About this exercise:
A word-for-word restatement of all the records is the required answer.
((
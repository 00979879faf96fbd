use crate::audit::DecisionLogger;
use crate::config::{Config, EnforcementMode};
use crate::request::OperationRequest;
use crate::validators::{build_validators, CompositeValidator};
use crate::verdict::Verdict;
use serde::Serialize;

/// Host-visible decision for one operation.
///
/// `Deny` blocks outright; `Ask` signals success but requests explicit
/// approval; `Allow` is a plain pass.
#[derive(Debug, Clone, Copy, PartialEq, Eq, Serialize)]
#[serde(rename_all = "lowercase")]
pub enum Decision {
    Allow,
    Ask,
    Deny,
}

impl Decision {
    pub fn as_str(self) -> &'static str {
        match self {
            Decision::Allow => "allow",
            Decision::Ask => "ask",
            Decision::Deny => "deny",
        }
    }
}

/// Full outcome of one pipeline run: the decision, the composite verdict
/// behind it, the message to surface (None under silent mode), and any
/// advisory suggestions.
#[derive(Debug, Clone)]
pub struct Outcome {
    pub decision: Decision,
    pub verdict: Verdict,
    pub message: Option<String>,
    pub suggestions: Vec<String>,
}

/// Builds the validator set from configuration, runs the composite,
/// appends a decision record, and applies the enforcement mode.
///
/// The mode and log path are plain constructor inputs, not globals; the
/// same binary can run with different modes in different contexts.
pub struct Orchestrator {
    enabled: bool,
    mode: EnforcementMode,
    composite: CompositeValidator,
    logger: Option<DecisionLogger>,
}

impl Orchestrator {
    pub fn new(config: &Config) -> Self {
        let composite = CompositeValidator::new(build_validators(config));

        // Default log location applies when no explicit path is configured;
        // a logger that cannot be set up just disables logging.
        let logger = match &config.log_file {
            Some(path) => DecisionLogger::with_path(path).ok(),
            None => DecisionLogger::new().ok(),
        };

        Self {
            enabled: config.enabled,
            mode: config.mode,
            composite,
            logger,
        }
    }

    pub fn mode(&self) -> EnforcementMode {
        self.mode
    }

    /// Validate one request and map the composite verdict to an outcome.
    pub fn validate(&self, request: &OperationRequest) -> Outcome {
        if !self.enabled {
            return Outcome {
                decision: Decision::Allow,
                verdict: Verdict::passed(),
                message: None,
                suggestions: Vec::new(),
            };
        }

        let report = self.composite.evaluate(request);

        if let Some(logger) = &self.logger {
            // Logging never affects the decision.
            if let Err(e) =
                logger.log_decision(&request.tool_name, request.file_path(), &report.verdict)
            {
                eprintln!("preflight: failed to write decision log: {}", e);
            }
        }

        let verdict = report.verdict.clone();
        let flagged = !verdict.is_valid || !report.warnings.is_empty();

        let (decision, message) = match self.mode {
            EnforcementMode::Blocking => {
                if !verdict.is_valid {
                    (Decision::Deny, Some(verdict.message.clone()))
                } else if !report.warnings.is_empty() {
                    (Decision::Ask, Some(verdict.message.clone()))
                } else {
                    (Decision::Allow, None)
                }
            }
            EnforcementMode::Warning => {
                if flagged {
                    (Decision::Ask, Some(verdict.message.clone()))
                } else {
                    (Decision::Allow, None)
                }
            }
            EnforcementMode::Silent => (Decision::Allow, None),
        };

        Outcome {
            decision,
            verdict,
            message,
            suggestions: report.notes,
        }
    }
}

#[cfg(test)]
mod tests {
    use super::*;
    use serde_json::json;
    use std::path::PathBuf;
    use tempfile::TempDir;

    fn bash(command: &str) -> OperationRequest {
        OperationRequest::new("Bash", json!({"command": command}), PathBuf::from("/tmp"))
    }

    fn orchestrator_with_mode(mode: EnforcementMode) -> Orchestrator {
        let mut config = Config::default_config();
        config.mode = mode;
        Orchestrator::new(&config)
    }

    #[test]
    fn test_blocking_mode_denies_destructive_command() {
        let orchestrator = orchestrator_with_mode(EnforcementMode::Blocking);
        let outcome = orchestrator.validate(&bash("rm -rf /"));
        assert_eq!(outcome.decision, Decision::Deny);
        let message = outcome.message.unwrap();
        assert!(message.contains("recursive deletion on root"), "{}", message);
    }

    #[test]
    fn test_blocking_mode_allows_clean_command() {
        let orchestrator = orchestrator_with_mode(EnforcementMode::Blocking);
        let outcome = orchestrator.validate(&bash("cargo build"));
        assert_eq!(outcome.decision, Decision::Allow);
        assert!(outcome.message.is_none());
    }

    #[test]
    fn test_blocking_mode_asks_on_warning() {
        let orchestrator = orchestrator_with_mode(EnforcementMode::Blocking);
        let outcome = orchestrator.validate(&bash("git push --force origin main"));
        assert_eq!(outcome.decision, Decision::Ask);
        assert!(outcome.message.is_some());
    }

    #[test]
    fn test_warning_mode_never_denies() {
        let orchestrator = orchestrator_with_mode(EnforcementMode::Warning);
        let outcome = orchestrator.validate(&bash("rm -rf /"));
        assert_ne!(outcome.decision, Decision::Deny);
        assert!(outcome.message.is_some());
    }

    #[test]
    fn test_silent_mode_allows_and_says_nothing() {
        let orchestrator = orchestrator_with_mode(EnforcementMode::Silent);
        let outcome = orchestrator.validate(&bash("rm -rf /"));
        assert_eq!(outcome.decision, Decision::Allow);
        assert!(outcome.message.is_none());
        // The verdict itself still records the violation for the log
        assert!(!outcome.verdict.is_valid);
    }

    #[test]
    fn test_disabled_pipeline_allows_everything() {
        let mut config = Config::default_config();
        config.enabled = false;
        let orchestrator = Orchestrator::new(&config);
        let outcome = orchestrator.validate(&bash("rm -rf /"));
        assert_eq!(outcome.decision, Decision::Allow);
        assert!(outcome.verdict.is_valid);
    }

    #[test]
    fn test_suggestions_surface_without_blocking() {
        let orchestrator = orchestrator_with_mode(EnforcementMode::Blocking);
        let outcome = orchestrator.validate(&bash("ls | grep foo"));
        assert_eq!(outcome.decision, Decision::Allow);
        assert!(!outcome.suggestions.is_empty());
    }

    #[test]
    fn test_idempotent_for_same_request() {
        let orchestrator = orchestrator_with_mode(EnforcementMode::Blocking);
        let first = orchestrator.validate(&bash("rm -rf /"));
        let second = orchestrator.validate(&bash("rm -rf /"));
        assert_eq!(first.decision, second.decision);
        assert_eq!(first.verdict, second.verdict);
    }

    #[test]
    fn test_decision_logged_in_silent_mode() {
        let temp_dir = TempDir::new().unwrap();
        let log_path = temp_dir.path().join("decisions.log");
        let mut config = Config::default_config();
        config.mode = EnforcementMode::Silent;
        config.log_file = Some(log_path.clone());

        let orchestrator = Orchestrator::new(&config);
        let outcome = orchestrator.validate(&bash("rm -rf /"));
        assert_eq!(outcome.decision, Decision::Allow);

        let content = std::fs::read_to_string(&log_path).unwrap();
        assert!(content.contains("\"is_valid\":false"));
    }

    #[test]
    fn test_decision_serializes_lowercase() {
        assert_eq!(serde_json::to_string(&Decision::Deny).unwrap(), "\"deny\"");
        assert_eq!(Decision::Ask.as_str(), "ask");
    }
}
))
Result of this task:
repository 00979879faf96fbd
use crate::audit::DecisionLogger;
use crate::config::{Config, EnforcementMode};
use crate::request::OperationRequest;
use crate::validators::{build_validators, CompositeValidator};
use crate::verdict::Verdict;
use serde::Serialize;

/// Host-visible decision for one operation.
///
/// `Deny` blocks outright; `Ask` signals success but requests explicit
/// approval; `Allow` is a plain pass.
#[derive(Debug, Clone, Copy, PartialEq, Eq, Serialize)]
#[serde(rename_all = "lowercase")]
pub enum Decision {
    Allow,
    Ask,
    Deny,
}

impl Decision {
    pub fn as_str(self) -> &'static str {
        match self {
            Decision::Allow => "allow",
            Decision::Ask => "ask",
            Decision::Deny => "deny",
        }
    }
}

/// Full outcome of one pipeline run: the decision, the composite verdict
/// behind it, the message to surface (None under silent mode), and any
/// advisory suggestions.
#[derive(Debug, Clone)]
pub struct Outcome {
    pub decision: Decision,
    pub verdict: Verdict,
    pub message: Option<String>,
    pub suggestions: Vec<String>,
}

/// Builds the validator set from configuration, runs the composite,
/// appends a decision record, and applies the enforcement mode.
///
/// The mode and log path are plain constructor inputs, not globals; the
/// same binary can run with different modes in different contexts.
pub struct Orchestrator {
    enabled: bool,
    mode: EnforcementMode,
    composite: CompositeValidator,
    logger: Option<DecisionLogger>,
}

impl Orchestrator {
    pub fn new(config: &Config) -> Self {
        let composite = CompositeValidator::new(build_validators(config));

        // Default log location applies when no explicit path is configured;
        // a logger that cannot be set up just disables logging.
        let logger = match &config.log_file {
            Some(path) => DecisionLogger::with_path(path).ok(),
            None => DecisionLogger::new().ok(),
        };

        Self {
            enabled: config.enabled,
            mode: config.mode,
            composite,
            logger,
        }
    }

    pub fn mode(&self) -> EnforcementMode {
        self.mode
    }

    /// Validate one request and map the composite verdict to an outcome.
    pub fn validate(&self, request: &OperationRequest) -> Outcome {
        if !self.enabled {
            return Outcome {
                decision: Decision::Allow,
                verdict: Verdict::passed(),
                message: None,
                suggestions: Vec::new(),
            };
        }

        let report = self.composite.evaluate(request);

        if let Some(logger) = &self.logger {
            // Logging never affects the decision.
            if let Err(e) =
                logger.log_decision(&request.tool_name, request.file_path(), &report.verdict)
            {
                eprintln!("preflight: failed to write decision log: {}", e);
            }
        }

        let verdict = report.verdict.clone();
        let flagged = !verdict.is_valid || !report.warnings.is_empty();

        let (decision, message) = match self.mode {
            EnforcementMode::Blocking => {
                if !verdict.is_valid {
                    (Decision::Deny, Some(verdict.message.clone()))
                } else if !report.warnings.is_empty() {
                    (Decision::Ask, Some(verdict.message.clone()))
                } else {
                    (Decision::Allow, None)
                }
            }
            EnforcementMode::Warning => {
                if flagged {
                    (Decision::Ask, Some(verdict.message.clone()))
                } else {
                    (Decision::Allow, None)
                }
            }
            EnforcementMode::Silent => (Decision::Allow, None),
        };

        Outcome {
            decision,
            verdict,
            message,
            suggestions: report.notes,
        }
    }
}

#[cfg(test)]
mod tests {
    use super::*;
    use serde_json::json;
    use std::path::PathBuf;
    use tempfile::TempDir;

    fn bash(command: &str) -> OperationRequest {
        OperationRequest::new("Bash", json!({"command": command}), PathBuf::from("/tmp"))
    }

    fn orchestrator_with_mode(mode: EnforcementMode) -> Orchestrator {
        let mut config = Config::default_config();
        config.mode = mode;
        Orchestrator::new(&config)
    }

    #[test]
    fn test_blocking_mode_denies_destructive_command() {
        let orchestrator = orchestrator_with_mode(EnforcementMode::Blocking);
        let outcome = orchestrator.validate(&bash("rm -rf /"));
        assert_eq!(outcome.decision, Decision::Deny);
        let message = outcome.message.unwrap();
        assert!(message.contains("recursive deletion on root"), "{}", message);
    }

    #[test]
    fn test_blocking_mode_allows_clean_command() {
        let orchestrator = orchestrator_with_mode(EnforcementMode::Blocking);
        let outcome = orchestrator.validate(&bash("cargo build"));
        assert_eq!(outcome.decision, Decision::Allow);
        assert!(outcome.message.is_none());
    }

    #[test]
    fn test_blocking_mode_asks_on_warning() {
        let orchestrator = orchestrator_with_mode(EnforcementMode::Blocking);
        let outcome = orchestrator.validate(&bash("git push --force origin main"));
        assert_eq!(outcome.decision, Decision::Ask);
        assert!(outcome.message.is_some());
    }

    #[test]
    fn test_warning_mode_never_denies() {
        let orchestrator = orchestrator_with_mode(EnforcementMode::Warning);
        let outcome = orchestrator.validate(&bash("rm -rf /"));
        assert_ne!(outcome.decision, Decision::Deny);
        assert!(outcome.message.is_some());
    }

    #[test]
    fn test_silent_mode_allows_and_says_nothing() {
        let orchestrator = orchestrator_with_mode(EnforcementMode::Silent);
        let outcome = orchestrator.validate(&bash("rm -rf /"));
        assert_eq!(outcome.decision, Decision::Allow);
        assert!(outcome.message.is_none());
        // The verdict itself still records the violation for the log
        assert!(!outcome.verdict.is_valid);
    }

    #[test]
    fn test_disabled_pipeline_allows_everything() {
        let mut config = Config::default_config();
        config.enabled = false;
        let orchestrator = Orchestrator::new(&config);
        let outcome = orchestrator.validate(&bash("rm -rf /"));
        assert_eq!(outcome.decision, Decision::Allow);
        assert!(outcome.verdict.is_valid);
    }

    #[test]
    fn test_suggestions_surface_without_blocking() {
        let orchestrator = orchestrator_with_mode(EnforcementMode::Blocking);
        let outcome = orchestrator.validate(&bash("ls | grep foo"));
        assert_eq!(outcome.decision, Decision::Allow);
        assert!(!outcome.suggestions.is_empty());
    }

    #[test]
    fn test_idempotent_for_same_request() {
        let orchestrator = orchestrator_with_mode(EnforcementMode::Blocking);
        let first = orchestrator.validate(&bash("rm -rf /"));
        let second = orchestrator.validate(&bash("rm -rf /"));
        assert_eq!(first.decision, second.decision);
        assert_eq!(first.verdict, second.verdict);
    }

    #[test]
    fn test_decision_logged_in_silent_mode() {
        let temp_dir = TempDir::new().unwrap();
        let log_path = temp_dir.path().join("decisions.log");
        let mut config = Config::default_config();
        config.mode = EnforcementMode::Silent;
        config.log_file = Some(log_path.clone());

        let orchestrator = Orchestrator::new(&config);
        let outcome = orchestrator.validate(&bash("rm -rf /"));
        assert_eq!(outcome.decision, Decision::Allow);

        let content = std::fs::read_to_string(&log_path).unwrap();
        assert!(content.contains("\"is_valid\":false"));
    }

    #[test]
    fn test_decision_serializes_lowercase() {
        assert_eq!(serde_json::to_string(&Decision::Deny).unwrap(), "\"deny\"");
        assert_eq!(Decision::Ask.as_str(), "ask");
    }
}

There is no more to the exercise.